*** Opening Material for the task ***

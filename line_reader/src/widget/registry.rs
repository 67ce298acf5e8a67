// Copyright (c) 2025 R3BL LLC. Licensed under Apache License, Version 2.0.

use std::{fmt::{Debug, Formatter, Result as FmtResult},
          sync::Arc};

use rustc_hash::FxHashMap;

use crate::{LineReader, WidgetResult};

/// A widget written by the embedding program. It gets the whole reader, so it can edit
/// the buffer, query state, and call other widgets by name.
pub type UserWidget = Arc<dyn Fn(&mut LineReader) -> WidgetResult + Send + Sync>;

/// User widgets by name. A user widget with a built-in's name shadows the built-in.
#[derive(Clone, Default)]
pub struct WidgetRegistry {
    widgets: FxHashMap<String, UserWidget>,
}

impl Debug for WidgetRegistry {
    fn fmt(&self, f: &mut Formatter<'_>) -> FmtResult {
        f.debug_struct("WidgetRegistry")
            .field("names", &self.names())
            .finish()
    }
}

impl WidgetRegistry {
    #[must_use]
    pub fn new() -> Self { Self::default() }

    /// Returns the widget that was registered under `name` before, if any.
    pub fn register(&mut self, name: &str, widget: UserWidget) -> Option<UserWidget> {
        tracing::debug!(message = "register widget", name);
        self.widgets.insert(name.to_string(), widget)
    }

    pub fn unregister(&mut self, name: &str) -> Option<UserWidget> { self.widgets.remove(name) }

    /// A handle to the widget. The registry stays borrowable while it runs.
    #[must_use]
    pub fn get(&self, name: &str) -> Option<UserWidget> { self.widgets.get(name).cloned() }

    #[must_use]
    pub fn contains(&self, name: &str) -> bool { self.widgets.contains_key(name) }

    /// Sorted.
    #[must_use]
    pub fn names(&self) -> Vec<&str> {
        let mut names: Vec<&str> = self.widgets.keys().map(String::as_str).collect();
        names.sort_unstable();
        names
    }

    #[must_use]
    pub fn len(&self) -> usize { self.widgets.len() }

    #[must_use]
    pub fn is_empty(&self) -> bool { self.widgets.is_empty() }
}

*** Closing Material for the task ***
*** Opening Material for the task ***

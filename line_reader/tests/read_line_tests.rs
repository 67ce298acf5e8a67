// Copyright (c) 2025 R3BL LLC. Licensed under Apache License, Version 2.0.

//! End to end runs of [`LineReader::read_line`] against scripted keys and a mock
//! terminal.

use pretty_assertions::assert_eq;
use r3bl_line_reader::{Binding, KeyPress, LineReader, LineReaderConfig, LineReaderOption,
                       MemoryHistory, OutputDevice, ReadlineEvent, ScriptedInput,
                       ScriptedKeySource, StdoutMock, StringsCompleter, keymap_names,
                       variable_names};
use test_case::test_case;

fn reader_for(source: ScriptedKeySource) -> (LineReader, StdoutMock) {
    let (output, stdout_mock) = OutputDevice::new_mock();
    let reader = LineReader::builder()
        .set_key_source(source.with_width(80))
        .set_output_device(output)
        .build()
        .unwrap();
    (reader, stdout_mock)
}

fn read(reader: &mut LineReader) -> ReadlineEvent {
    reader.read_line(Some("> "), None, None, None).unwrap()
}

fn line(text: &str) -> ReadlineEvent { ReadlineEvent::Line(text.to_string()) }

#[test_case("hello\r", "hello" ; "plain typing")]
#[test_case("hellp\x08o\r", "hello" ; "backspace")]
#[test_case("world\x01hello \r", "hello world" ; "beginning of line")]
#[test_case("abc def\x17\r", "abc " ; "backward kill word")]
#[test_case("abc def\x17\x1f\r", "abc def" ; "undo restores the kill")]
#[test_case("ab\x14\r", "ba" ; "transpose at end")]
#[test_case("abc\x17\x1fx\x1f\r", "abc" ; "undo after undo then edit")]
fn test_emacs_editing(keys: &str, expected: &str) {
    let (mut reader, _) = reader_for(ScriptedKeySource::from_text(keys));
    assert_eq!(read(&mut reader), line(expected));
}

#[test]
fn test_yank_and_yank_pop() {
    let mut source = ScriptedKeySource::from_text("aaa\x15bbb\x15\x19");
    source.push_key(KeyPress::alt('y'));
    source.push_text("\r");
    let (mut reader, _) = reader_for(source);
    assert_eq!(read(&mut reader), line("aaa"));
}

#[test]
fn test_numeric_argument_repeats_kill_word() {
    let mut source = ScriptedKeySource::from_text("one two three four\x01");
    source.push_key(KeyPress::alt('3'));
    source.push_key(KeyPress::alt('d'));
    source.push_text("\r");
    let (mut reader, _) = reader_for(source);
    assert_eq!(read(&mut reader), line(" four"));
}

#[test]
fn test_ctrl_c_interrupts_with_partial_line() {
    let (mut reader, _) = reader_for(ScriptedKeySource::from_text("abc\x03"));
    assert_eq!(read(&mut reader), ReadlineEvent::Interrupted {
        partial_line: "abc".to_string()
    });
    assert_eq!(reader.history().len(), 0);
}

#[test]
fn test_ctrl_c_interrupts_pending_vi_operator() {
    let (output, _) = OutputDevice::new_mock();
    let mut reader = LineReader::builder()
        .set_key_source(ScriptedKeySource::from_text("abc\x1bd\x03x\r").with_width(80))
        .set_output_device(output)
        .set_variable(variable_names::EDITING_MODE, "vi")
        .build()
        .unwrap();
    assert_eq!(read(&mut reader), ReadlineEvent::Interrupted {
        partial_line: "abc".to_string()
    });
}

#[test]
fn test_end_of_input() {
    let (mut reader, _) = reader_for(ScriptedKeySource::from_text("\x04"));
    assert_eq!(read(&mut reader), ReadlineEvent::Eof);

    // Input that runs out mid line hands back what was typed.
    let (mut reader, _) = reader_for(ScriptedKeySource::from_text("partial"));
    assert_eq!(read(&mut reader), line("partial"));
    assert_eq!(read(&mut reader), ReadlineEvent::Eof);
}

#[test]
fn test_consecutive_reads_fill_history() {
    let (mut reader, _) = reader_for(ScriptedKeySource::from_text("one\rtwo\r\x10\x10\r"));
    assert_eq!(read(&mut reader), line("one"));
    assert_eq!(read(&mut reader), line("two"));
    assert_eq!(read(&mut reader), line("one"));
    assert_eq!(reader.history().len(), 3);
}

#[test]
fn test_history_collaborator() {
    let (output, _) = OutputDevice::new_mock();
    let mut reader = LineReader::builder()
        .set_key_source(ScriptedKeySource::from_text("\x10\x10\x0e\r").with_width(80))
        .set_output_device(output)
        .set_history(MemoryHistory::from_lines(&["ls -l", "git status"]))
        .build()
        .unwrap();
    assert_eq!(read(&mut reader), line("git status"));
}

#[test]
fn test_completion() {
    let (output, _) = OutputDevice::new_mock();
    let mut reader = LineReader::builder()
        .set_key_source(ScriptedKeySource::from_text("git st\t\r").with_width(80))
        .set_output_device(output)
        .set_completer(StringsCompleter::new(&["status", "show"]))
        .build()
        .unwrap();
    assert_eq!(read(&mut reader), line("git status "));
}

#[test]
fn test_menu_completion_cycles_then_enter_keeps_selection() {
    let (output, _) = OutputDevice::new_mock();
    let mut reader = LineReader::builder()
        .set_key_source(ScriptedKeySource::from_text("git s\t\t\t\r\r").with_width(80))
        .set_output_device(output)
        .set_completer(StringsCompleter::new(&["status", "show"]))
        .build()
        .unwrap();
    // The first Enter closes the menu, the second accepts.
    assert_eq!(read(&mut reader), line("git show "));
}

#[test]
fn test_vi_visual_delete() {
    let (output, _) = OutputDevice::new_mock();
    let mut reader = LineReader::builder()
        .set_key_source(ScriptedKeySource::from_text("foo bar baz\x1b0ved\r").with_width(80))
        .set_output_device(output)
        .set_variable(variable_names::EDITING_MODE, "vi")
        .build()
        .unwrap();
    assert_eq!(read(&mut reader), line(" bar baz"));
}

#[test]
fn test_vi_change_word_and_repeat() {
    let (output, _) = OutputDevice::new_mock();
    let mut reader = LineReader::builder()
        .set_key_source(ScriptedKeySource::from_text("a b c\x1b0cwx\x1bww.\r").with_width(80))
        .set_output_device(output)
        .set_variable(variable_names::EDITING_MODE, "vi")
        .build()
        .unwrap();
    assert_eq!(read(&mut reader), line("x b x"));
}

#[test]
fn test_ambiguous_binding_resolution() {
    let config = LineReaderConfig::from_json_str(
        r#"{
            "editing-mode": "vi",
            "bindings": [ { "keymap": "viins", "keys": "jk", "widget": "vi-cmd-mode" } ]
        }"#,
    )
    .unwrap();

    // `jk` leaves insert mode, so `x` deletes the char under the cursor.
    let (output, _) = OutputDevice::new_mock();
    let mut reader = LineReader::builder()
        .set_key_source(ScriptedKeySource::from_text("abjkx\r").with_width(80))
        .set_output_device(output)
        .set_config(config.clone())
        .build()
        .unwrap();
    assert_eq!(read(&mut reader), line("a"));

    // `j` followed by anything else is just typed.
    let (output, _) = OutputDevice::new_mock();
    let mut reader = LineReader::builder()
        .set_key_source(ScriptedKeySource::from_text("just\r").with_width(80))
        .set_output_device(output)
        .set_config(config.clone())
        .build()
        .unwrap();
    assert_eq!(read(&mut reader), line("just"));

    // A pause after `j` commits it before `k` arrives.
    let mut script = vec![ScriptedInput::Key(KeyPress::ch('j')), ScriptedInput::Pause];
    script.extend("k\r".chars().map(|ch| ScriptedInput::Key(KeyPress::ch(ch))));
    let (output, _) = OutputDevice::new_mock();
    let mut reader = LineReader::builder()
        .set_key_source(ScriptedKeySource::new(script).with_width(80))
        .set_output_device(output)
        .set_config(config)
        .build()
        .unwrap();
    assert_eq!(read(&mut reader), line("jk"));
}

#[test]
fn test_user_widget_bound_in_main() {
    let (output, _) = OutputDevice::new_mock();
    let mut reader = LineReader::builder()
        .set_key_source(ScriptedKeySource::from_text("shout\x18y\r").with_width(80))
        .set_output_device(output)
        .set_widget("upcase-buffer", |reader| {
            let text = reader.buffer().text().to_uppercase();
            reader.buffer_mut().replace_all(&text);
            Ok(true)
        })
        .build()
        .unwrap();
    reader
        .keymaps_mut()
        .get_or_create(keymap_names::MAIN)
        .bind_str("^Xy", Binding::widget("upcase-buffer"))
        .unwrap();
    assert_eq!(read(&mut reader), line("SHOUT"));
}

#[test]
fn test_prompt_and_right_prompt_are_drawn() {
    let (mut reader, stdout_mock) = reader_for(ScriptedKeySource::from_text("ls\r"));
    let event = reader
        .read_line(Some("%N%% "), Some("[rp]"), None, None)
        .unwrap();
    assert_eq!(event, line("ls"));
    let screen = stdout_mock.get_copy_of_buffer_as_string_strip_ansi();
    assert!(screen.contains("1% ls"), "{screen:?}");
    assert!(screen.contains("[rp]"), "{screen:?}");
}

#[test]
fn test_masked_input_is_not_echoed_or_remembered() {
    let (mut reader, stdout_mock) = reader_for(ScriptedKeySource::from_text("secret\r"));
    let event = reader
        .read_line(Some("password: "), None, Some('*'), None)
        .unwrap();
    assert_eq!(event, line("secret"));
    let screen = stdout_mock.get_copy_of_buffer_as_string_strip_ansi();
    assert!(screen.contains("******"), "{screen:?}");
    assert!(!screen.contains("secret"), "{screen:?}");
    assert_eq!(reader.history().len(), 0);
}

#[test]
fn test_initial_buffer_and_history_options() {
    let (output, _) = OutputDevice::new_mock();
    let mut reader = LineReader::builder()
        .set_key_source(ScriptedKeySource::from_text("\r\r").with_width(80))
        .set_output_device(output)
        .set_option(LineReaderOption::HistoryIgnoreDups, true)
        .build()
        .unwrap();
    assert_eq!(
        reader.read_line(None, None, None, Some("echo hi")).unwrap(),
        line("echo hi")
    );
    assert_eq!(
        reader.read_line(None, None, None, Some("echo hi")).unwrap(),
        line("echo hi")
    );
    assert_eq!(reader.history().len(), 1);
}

*** Closing Material for the task ***

▸ Work item
Where a line above holds the string "screen", copy that line.

▸ Response to this task
    let screen = stdout_mock.get_copy_of_buffer_as_string_strip_ansi();
    assert!(screen.contains("1% ls"), "{screen:?}");
    assert!(screen.contains("[rp]"), "{screen:?}");
    let screen = stdout_mock.get_copy_of_buffer_as_string_strip_ansi();
    assert!(screen.contains("******"), "{screen:?}");
    assert!(!screen.contains("secret"), "{screen:?}");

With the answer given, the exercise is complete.